Your instructions >> Search the data for the word "cloned" and copy every line that contains it.

Data for analysis Block Start

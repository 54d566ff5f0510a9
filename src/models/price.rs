//! 行情数据模型
//!
//! 本地数据集的文档结构，以及查询结果的两种返回形态

use serde::{Deserialize, Serialize};
use serde_json::{Map, Value};

/// K线字段名，沿用数据集原始键名
pub const OPEN_FIELD: &str = "1. buy price";
pub const HIGH_FIELD: &str = "2. high";
pub const LOW_FIELD: &str = "3. low";
pub const CLOSE_FIELD: &str = "4. sell price";
pub const VOLUME_FIELD: &str = "5. volume";

/// 当前交易日不可获取的字段占位文本
pub const HIDDEN_HIGH: &str = "You can not get the current high price";
pub const HIDDEN_LOW: &str = "You can not get the current low price";
pub const HIDDEN_CLOSE: &str = "You can not get the next close price";
pub const HIDDEN_VOLUME: &str = "You can not get the current volume";

/// 数据集字段名
pub const META_DATA_KEY: &str = "Meta Data";
pub const SYMBOL_KEY: &str = "2. Symbol";

/// 数据集中的一行：单只股票的完整时间序列
///
/// 只按需读取元数据和所查询的序列，另一粒度的序列即使格式异常也不影响查询
#[derive(Debug)]
pub struct SeriesDocument(Value);

impl SeriesDocument {
    pub fn new(doc: Value) -> Self {
        Self(doc)
    }

    /// 股票代码，非字符串值视为不匹配
    pub fn symbol(&self) -> Option<&str> {
        self.0.get(META_DATA_KEY)?.get(SYMBOL_KEY)?.as_str()
    }

    /// 取出指定名称的序列，缺失或不是对象时返回 None
    pub fn series(&self, name: &str) -> Option<&Map<String, Value>> {
        self.0.get(name)?.as_object()
    }
}

/// OHLCV 数据，原样透传数据集中的值
#[derive(Debug, Clone, PartialEq, Serialize, Deserialize)]
pub struct Ohlcv {
    pub open: Value,
    pub high: Value,
    pub low: Value,
    pub close: Value,
    pub volume: Value,
}

impl Ohlcv {
    /// 从单根K线对象中提取字段，缺失字段为 null
    pub fn from_bar(bar: &Value) -> Self {
        let empty = Map::new();
        let fields = bar.as_object().unwrap_or(&empty);
        let field = |name: &str| fields.get(name).cloned().unwrap_or(Value::Null);

        Self {
            open: field(OPEN_FIELD),
            high: field(HIGH_FIELD),
            low: field(LOW_FIELD),
            close: field(CLOSE_FIELD),
            volume: field(VOLUME_FIELD),
        }
    }

    /// 当前交易日：只保留开盘价，其余字段替换为占位文本
    pub fn from_bar_in_progress(bar: &Value) -> Self {
        let open = bar.get(OPEN_FIELD).cloned().unwrap_or(Value::Null);

        Self {
            open,
            high: Value::from(HIDDEN_HIGH),
            low: Value::from(HIDDEN_LOW),
            close: Value::from(HIDDEN_CLOSE),
            volume: Value::from(HIDDEN_VOLUME),
        }
    }
}

/// 查询成功
#[derive(Debug, Clone, PartialEq, Serialize, Deserialize)]
pub struct PriceRecord {
    pub symbol: String,
    pub date: String,
    pub ohlcv: Ohlcv,
}

/// 查询失败
#[derive(Debug, Clone, PartialEq, Serialize, Deserialize)]
pub struct LookupFailure {
    pub error: String,
    pub symbol: String,
    pub date: String,
}

/// 查询结果，调用方通过是否存在 `error` 字段区分
#[derive(Debug, Clone, PartialEq, Serialize, Deserialize)]
#[serde(untagged)]
pub enum LookupResult {
    Failed(LookupFailure),
    Found(PriceRecord),
}

/// 行情查询参数
#[derive(Debug, Deserialize)]
pub struct PriceQuery {
    /// 股票代码，如 IBM、600243.SHH
    pub symbol: String,
    /// YYYY-MM-DD 或 YYYY-MM-DD HH:MM:SS
    pub date: String,
}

Data for analysis Block End

Result below >>
        let field = |name: &str| fields.get(name).cloned().unwrap_or(Value::Null);
        let open = bar.get(OPEN_FIELD).cloned().unwrap_or(Value::Null);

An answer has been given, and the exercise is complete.